[Stored items]
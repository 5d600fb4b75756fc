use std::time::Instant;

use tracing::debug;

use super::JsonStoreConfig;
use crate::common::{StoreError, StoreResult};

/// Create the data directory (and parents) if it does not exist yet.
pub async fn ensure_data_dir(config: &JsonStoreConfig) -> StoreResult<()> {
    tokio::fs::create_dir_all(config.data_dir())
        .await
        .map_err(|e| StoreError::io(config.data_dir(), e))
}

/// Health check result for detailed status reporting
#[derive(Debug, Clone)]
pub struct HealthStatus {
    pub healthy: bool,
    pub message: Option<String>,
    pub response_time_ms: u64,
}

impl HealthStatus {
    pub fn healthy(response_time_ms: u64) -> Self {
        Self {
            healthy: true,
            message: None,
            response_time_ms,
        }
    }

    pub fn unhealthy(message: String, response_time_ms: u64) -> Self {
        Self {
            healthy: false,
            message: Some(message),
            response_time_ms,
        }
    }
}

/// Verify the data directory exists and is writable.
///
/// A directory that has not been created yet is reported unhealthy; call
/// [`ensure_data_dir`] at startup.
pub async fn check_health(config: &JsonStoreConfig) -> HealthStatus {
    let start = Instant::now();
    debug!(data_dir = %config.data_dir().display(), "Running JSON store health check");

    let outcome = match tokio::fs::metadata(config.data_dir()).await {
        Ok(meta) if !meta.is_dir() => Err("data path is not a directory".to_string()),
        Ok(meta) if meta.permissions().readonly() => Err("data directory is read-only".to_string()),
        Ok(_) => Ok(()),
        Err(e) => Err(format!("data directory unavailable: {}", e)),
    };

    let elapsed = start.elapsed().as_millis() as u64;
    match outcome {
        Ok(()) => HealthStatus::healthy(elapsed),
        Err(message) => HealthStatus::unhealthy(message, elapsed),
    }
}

...

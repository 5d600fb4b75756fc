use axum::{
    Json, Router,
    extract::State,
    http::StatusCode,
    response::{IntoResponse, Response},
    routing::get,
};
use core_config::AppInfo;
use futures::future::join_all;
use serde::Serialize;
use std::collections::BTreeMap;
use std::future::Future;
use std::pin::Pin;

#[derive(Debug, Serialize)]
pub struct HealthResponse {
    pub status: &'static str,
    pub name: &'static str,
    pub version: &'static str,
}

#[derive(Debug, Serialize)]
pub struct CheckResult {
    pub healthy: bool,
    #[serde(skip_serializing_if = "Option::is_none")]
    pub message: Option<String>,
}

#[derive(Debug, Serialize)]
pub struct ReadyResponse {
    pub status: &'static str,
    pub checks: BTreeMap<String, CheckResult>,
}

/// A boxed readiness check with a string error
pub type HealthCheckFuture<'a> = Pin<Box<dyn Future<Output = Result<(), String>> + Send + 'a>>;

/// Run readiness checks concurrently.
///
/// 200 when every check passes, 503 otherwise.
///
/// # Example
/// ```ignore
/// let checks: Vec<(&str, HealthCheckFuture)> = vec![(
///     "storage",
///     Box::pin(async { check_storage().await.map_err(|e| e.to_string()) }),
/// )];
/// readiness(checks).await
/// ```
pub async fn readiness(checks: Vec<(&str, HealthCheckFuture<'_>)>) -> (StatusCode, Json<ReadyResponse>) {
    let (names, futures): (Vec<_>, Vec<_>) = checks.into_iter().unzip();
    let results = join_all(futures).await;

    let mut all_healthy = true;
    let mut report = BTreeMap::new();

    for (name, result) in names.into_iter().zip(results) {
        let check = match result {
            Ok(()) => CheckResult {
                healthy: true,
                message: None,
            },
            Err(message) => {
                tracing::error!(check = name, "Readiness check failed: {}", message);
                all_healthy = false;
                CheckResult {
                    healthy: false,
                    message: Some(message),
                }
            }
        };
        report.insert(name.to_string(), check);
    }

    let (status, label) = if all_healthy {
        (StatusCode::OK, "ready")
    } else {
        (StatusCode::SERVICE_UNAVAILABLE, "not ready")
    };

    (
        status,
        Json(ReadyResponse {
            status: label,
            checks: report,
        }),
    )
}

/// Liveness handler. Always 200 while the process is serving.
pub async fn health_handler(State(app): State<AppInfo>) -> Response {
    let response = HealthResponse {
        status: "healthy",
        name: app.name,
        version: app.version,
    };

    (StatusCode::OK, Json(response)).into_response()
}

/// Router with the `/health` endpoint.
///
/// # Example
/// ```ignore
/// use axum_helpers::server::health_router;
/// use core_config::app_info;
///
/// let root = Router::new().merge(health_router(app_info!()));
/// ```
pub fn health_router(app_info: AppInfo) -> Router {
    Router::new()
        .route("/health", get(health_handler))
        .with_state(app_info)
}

Your task. Only the lines above from the line with "pub version: &'static" to the line with "a string error", those two lines included, should be reproduced exactly.

Reply.
    pub version: &'static str,
}

#[derive(Debug, Serialize)]
pub struct CheckResult {
    pub healthy: bool,
    #[serde(skip_serializing_if = "Option::is_none")]
    pub message: Option<String>,
}

#[derive(Debug, Serialize)]
pub struct ReadyResponse {
    pub status: &'static str,
    pub checks: BTreeMap<String, CheckResult>,
}

/// A boxed readiness check with a string error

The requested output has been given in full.